» TASK STATEMENT
Which lines of the records contain the word "thresholds"? Copy each one.

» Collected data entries
************
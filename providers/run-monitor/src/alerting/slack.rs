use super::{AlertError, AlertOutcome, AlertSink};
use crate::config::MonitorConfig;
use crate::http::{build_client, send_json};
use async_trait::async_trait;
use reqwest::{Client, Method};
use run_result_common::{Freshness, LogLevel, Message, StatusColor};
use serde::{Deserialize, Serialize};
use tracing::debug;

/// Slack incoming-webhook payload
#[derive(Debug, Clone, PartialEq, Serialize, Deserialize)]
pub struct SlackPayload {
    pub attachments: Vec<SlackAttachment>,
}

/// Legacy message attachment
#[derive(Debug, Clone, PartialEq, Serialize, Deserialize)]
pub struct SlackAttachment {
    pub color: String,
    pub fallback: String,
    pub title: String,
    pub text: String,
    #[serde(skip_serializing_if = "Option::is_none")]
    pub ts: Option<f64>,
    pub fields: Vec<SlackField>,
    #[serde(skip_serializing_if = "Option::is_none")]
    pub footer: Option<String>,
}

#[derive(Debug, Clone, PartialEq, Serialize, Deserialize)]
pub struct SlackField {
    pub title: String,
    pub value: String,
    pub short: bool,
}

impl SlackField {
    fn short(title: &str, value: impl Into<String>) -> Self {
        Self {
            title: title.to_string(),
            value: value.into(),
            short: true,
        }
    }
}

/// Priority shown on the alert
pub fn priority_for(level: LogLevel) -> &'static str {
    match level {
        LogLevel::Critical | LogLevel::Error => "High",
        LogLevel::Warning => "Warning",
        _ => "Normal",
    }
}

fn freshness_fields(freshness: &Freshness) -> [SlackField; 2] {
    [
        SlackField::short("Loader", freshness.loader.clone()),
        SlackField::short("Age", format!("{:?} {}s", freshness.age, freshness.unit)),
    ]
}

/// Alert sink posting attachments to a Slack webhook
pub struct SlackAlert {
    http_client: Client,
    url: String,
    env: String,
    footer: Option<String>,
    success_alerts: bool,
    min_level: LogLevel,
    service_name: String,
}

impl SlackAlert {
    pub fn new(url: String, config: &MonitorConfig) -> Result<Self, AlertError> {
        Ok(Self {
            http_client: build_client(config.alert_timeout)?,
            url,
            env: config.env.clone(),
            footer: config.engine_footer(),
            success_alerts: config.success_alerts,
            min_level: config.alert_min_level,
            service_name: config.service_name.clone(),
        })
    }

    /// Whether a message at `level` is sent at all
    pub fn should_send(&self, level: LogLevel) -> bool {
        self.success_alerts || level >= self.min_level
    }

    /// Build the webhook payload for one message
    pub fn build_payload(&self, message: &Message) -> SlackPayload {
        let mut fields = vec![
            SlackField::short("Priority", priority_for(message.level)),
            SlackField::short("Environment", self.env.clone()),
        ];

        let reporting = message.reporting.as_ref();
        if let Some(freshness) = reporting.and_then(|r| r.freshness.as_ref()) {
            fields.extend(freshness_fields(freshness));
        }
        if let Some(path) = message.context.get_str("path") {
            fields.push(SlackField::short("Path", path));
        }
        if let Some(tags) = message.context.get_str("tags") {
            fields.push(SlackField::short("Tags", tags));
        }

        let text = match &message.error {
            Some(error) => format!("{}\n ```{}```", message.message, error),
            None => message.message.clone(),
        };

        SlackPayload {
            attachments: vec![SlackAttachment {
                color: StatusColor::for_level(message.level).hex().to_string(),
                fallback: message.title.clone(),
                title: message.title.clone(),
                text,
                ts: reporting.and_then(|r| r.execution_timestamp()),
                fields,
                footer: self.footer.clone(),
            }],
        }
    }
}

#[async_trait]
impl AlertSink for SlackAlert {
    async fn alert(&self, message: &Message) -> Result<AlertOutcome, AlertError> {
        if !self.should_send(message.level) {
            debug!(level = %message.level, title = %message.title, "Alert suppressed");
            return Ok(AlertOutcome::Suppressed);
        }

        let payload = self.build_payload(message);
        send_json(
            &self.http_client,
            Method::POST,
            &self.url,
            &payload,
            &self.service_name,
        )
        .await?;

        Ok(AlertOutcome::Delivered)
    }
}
************
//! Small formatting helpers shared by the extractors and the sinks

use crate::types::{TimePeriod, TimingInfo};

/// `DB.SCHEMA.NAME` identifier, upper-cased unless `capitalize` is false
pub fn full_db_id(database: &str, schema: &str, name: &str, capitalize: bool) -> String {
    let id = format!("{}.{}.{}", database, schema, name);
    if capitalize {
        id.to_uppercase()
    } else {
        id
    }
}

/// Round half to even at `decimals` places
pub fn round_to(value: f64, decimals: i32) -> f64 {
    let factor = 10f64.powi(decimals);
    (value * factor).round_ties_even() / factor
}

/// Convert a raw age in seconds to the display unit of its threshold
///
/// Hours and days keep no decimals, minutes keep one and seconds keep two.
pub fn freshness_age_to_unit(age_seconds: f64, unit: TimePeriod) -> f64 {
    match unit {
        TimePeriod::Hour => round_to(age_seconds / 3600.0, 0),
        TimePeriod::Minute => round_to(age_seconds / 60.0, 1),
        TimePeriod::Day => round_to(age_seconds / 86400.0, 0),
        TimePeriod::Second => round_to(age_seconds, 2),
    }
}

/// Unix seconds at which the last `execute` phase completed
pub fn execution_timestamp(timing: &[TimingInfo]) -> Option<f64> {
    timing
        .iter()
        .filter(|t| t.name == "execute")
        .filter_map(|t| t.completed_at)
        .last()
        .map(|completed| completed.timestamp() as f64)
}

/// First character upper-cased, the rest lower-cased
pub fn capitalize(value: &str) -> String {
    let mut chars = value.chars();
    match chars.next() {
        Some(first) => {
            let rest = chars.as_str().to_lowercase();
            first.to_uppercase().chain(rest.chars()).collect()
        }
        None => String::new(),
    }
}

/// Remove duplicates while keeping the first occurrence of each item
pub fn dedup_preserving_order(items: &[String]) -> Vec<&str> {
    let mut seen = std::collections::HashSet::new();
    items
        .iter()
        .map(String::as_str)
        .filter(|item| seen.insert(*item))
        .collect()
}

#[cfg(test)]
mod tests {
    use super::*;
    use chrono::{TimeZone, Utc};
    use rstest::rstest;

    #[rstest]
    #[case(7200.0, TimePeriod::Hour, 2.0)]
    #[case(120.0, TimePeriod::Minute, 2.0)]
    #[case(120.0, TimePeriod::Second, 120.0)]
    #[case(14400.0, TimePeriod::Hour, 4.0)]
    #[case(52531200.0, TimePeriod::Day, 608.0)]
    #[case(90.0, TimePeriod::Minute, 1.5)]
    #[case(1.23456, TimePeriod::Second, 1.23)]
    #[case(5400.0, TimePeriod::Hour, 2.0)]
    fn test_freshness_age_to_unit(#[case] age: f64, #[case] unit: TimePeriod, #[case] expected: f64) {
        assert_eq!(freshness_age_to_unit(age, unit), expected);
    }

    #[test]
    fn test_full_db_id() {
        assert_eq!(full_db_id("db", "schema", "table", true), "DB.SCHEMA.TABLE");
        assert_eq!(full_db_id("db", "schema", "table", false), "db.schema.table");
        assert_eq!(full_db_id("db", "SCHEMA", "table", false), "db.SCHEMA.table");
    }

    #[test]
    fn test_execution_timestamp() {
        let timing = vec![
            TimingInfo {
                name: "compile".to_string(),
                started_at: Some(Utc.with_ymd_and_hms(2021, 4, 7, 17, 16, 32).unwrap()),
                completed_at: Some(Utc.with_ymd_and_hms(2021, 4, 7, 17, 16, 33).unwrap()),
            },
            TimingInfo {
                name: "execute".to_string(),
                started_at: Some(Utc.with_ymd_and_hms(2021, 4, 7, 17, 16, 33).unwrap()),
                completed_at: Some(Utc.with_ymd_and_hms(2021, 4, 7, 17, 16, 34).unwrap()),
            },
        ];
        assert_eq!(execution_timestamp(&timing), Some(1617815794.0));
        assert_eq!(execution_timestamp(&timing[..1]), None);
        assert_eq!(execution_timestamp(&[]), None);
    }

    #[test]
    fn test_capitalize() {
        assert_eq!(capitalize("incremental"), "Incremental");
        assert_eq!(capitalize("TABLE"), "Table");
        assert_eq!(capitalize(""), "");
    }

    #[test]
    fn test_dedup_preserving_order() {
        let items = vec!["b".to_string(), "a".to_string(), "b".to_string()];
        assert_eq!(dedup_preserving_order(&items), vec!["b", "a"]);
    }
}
************
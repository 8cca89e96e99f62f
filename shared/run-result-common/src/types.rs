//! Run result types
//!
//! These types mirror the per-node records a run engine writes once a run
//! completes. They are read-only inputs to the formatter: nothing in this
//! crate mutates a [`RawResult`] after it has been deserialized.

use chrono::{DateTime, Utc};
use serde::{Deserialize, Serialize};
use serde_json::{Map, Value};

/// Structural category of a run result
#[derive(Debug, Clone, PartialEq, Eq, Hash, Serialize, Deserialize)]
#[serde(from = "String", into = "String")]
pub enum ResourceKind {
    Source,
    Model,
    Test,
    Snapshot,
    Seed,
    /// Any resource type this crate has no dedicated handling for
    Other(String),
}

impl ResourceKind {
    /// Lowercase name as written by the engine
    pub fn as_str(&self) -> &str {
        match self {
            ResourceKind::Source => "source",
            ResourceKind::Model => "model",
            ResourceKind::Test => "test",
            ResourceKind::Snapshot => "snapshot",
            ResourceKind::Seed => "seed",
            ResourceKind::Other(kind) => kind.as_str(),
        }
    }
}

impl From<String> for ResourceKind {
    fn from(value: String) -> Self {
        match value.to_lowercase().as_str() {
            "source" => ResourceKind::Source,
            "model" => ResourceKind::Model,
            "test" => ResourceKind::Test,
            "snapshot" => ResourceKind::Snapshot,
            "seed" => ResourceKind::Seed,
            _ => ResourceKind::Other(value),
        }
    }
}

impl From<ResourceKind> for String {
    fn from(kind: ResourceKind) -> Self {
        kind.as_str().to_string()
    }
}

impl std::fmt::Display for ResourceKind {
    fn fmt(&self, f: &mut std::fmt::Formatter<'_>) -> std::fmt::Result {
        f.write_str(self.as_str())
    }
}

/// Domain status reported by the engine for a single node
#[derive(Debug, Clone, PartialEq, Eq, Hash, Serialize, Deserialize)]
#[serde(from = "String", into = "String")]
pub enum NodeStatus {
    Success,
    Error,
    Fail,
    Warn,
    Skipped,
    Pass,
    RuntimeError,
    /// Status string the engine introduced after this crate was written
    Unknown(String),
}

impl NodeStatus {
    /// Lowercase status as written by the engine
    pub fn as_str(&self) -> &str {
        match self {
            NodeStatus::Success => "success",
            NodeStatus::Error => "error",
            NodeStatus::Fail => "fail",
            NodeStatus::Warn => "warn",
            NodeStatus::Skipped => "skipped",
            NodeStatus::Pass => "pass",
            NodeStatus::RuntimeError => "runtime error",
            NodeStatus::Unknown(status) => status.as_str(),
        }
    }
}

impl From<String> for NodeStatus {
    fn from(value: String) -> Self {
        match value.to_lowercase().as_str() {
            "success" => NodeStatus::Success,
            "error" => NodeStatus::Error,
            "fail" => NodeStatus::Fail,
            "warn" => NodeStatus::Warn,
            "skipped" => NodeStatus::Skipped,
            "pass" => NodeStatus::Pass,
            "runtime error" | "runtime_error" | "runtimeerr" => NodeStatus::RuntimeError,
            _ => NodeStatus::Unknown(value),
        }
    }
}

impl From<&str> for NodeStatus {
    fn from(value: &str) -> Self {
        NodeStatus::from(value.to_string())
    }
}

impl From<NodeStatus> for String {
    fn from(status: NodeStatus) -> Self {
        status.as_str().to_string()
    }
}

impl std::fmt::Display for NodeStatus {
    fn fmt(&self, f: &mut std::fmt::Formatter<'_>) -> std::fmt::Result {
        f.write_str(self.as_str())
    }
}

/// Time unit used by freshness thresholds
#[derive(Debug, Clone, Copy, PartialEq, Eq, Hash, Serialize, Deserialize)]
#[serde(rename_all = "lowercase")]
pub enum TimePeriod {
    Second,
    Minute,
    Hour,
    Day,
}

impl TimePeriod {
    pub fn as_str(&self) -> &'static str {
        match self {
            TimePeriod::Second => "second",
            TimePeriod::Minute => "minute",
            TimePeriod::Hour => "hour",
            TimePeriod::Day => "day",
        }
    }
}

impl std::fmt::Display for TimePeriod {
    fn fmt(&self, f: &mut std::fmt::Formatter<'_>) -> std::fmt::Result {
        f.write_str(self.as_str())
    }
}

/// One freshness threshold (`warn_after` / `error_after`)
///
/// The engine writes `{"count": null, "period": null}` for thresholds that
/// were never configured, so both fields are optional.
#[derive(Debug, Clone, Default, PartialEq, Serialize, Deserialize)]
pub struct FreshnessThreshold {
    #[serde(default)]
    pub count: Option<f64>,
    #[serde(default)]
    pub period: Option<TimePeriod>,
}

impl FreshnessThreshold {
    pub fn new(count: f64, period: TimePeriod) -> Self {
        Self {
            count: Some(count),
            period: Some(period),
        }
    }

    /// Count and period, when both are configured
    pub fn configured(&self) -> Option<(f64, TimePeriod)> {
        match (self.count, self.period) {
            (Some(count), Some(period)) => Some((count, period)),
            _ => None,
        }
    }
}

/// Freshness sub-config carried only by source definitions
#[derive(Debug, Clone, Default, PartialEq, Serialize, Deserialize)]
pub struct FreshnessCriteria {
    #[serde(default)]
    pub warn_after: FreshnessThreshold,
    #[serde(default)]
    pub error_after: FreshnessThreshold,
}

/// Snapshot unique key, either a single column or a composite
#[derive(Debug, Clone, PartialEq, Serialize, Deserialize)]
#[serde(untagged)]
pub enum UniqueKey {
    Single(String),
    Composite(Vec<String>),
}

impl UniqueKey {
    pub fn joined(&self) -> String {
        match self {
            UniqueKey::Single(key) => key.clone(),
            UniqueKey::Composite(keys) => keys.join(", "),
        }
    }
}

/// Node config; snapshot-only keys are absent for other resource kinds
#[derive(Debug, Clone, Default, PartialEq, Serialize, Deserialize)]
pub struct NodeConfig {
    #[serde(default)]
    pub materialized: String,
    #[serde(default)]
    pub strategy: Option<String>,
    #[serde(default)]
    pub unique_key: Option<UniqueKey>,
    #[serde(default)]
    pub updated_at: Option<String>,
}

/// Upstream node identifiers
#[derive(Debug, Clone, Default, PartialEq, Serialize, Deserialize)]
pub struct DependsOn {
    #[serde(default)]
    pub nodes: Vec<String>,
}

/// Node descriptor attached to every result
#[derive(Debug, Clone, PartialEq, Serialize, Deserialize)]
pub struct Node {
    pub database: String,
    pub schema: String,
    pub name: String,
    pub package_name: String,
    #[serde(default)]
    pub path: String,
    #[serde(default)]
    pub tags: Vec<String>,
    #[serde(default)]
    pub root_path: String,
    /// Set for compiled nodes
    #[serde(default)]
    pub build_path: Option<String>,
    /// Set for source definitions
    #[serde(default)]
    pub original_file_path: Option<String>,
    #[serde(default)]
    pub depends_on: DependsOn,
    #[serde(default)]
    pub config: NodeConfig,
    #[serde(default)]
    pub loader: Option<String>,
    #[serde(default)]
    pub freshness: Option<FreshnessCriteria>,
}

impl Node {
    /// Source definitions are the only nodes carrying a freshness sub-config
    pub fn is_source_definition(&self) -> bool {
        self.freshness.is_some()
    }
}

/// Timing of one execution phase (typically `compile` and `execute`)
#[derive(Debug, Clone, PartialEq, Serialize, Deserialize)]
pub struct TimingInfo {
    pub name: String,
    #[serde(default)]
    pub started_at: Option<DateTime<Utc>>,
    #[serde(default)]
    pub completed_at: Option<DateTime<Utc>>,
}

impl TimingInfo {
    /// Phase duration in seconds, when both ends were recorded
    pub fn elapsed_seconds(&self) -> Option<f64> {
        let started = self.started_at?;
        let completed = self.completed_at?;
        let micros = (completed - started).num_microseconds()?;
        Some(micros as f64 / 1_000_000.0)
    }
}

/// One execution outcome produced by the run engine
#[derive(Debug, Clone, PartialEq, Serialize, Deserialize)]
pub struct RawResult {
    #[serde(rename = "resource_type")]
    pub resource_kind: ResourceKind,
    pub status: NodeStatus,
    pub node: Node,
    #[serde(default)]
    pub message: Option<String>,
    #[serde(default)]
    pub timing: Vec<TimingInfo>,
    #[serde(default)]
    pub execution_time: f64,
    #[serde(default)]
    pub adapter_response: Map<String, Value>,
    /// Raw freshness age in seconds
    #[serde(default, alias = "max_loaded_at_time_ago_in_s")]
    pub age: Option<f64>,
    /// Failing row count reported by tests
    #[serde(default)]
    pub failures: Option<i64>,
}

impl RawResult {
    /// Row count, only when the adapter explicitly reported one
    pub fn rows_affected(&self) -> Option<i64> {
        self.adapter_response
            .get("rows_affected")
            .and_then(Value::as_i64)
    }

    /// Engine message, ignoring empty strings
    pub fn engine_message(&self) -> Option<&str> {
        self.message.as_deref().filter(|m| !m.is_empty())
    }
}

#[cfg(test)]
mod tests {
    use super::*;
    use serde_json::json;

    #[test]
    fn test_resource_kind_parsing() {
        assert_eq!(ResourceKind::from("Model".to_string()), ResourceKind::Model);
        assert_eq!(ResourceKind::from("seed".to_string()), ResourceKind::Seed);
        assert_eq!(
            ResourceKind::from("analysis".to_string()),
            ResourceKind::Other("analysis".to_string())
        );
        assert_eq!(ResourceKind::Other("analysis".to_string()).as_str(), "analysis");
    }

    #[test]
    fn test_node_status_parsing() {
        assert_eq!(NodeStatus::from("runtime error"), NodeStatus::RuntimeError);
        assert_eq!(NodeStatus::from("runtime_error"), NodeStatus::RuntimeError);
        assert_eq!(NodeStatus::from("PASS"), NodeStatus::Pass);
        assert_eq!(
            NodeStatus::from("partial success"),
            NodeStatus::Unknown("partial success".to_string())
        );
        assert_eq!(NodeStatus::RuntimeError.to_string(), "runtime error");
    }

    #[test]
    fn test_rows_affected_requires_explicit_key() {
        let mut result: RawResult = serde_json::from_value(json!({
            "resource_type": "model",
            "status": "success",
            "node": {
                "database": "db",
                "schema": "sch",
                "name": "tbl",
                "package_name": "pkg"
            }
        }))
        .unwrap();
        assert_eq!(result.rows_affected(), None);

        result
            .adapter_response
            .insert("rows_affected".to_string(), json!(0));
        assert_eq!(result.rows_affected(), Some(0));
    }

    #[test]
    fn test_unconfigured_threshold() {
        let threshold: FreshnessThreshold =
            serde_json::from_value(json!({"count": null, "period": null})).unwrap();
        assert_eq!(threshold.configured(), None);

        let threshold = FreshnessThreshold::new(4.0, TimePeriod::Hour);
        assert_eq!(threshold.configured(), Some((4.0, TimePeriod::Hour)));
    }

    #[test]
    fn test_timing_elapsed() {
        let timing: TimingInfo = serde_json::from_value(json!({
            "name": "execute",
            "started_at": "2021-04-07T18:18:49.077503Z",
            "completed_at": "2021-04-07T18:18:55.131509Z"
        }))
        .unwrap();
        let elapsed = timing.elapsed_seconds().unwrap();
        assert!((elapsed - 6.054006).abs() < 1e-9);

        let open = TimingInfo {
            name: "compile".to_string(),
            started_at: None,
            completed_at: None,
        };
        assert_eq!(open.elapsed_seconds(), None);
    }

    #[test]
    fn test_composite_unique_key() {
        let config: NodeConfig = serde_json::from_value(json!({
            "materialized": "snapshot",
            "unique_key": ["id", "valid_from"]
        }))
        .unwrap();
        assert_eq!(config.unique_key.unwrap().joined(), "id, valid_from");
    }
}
************
» ANSWER
/// Time unit used by freshness thresholds
/// The engine writes `{"count": null, "period": null}` for thresholds that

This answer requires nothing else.